Record excerpts:
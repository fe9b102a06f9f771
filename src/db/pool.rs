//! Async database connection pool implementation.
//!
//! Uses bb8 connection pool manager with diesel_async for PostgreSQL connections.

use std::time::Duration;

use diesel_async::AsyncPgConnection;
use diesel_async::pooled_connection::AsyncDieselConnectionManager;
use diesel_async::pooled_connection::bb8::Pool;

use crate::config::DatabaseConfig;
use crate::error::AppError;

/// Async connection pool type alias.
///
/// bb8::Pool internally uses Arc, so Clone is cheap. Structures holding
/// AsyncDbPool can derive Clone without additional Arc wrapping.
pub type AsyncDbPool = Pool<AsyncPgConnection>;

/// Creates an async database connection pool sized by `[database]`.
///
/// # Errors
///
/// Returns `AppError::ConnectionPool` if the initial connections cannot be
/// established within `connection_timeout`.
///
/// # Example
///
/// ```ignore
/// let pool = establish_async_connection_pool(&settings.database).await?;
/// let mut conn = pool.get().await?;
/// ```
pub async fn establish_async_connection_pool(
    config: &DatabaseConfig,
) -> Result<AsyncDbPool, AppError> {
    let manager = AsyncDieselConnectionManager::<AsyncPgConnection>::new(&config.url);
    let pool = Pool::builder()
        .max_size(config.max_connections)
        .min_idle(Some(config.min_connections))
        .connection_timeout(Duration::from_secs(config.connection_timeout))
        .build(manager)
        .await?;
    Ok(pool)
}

* * *

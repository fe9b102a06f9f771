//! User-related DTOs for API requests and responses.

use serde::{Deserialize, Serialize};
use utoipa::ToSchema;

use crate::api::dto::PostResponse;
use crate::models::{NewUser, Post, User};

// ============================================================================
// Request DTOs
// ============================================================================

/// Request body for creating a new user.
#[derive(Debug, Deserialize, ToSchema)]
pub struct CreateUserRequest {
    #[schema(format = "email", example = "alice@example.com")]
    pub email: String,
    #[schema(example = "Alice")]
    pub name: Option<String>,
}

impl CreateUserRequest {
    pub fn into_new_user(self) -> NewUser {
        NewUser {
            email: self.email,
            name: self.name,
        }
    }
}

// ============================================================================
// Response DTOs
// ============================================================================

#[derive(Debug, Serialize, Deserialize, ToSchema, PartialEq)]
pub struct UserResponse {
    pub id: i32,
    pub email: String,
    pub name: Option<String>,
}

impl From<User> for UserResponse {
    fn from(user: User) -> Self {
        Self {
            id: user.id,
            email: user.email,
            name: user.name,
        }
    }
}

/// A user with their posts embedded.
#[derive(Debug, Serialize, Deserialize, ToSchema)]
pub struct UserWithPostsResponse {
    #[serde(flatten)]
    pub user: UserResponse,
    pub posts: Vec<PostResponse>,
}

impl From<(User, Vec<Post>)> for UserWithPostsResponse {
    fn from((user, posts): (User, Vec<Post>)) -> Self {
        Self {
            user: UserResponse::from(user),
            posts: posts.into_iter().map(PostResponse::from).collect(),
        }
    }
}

Work required: When you reach the line holding "their posts embedded." in the records above, begin reproducing exactly, stop after the line holding "impl From<(User, Vec<Post>)>", and output nothing else.

Completed task:
/// A user with their posts embedded.
#[derive(Debug, Serialize, Deserialize, ToSchema)]
pub struct UserWithPostsResponse {
    #[serde(flatten)]
    pub user: UserResponse,
    pub posts: Vec<PostResponse>,
}

impl From<(User, Vec<Post>)> for UserWithPostsResponse {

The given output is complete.